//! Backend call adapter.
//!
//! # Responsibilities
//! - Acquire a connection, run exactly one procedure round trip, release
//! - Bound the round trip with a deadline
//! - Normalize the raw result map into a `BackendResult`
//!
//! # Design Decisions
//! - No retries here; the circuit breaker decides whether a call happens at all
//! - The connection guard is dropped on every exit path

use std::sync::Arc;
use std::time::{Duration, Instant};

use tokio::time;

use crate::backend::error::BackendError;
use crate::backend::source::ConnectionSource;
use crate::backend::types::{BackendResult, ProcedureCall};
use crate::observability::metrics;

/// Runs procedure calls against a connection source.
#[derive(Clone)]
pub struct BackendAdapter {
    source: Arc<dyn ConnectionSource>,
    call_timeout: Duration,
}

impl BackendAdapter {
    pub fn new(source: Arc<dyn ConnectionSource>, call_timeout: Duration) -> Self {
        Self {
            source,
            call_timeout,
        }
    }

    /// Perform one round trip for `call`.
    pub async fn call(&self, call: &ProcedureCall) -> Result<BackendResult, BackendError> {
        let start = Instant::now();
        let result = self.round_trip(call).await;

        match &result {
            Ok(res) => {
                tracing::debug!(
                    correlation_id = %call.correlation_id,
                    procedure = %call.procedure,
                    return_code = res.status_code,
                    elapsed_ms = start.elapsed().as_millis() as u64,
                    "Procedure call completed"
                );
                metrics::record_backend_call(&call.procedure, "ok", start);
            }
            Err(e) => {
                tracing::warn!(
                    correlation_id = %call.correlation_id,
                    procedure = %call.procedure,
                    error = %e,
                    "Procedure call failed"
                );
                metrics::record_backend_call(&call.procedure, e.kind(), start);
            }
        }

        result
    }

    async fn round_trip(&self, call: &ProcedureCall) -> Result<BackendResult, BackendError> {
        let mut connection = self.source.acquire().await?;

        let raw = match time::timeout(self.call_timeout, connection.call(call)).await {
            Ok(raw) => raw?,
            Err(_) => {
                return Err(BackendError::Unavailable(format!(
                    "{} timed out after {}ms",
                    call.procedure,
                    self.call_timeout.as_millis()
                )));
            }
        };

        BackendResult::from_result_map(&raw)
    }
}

- Exercise objective -
The answer must be a single number: how many lines of the data hold the word "BackendError".

- Response for this exercise -
4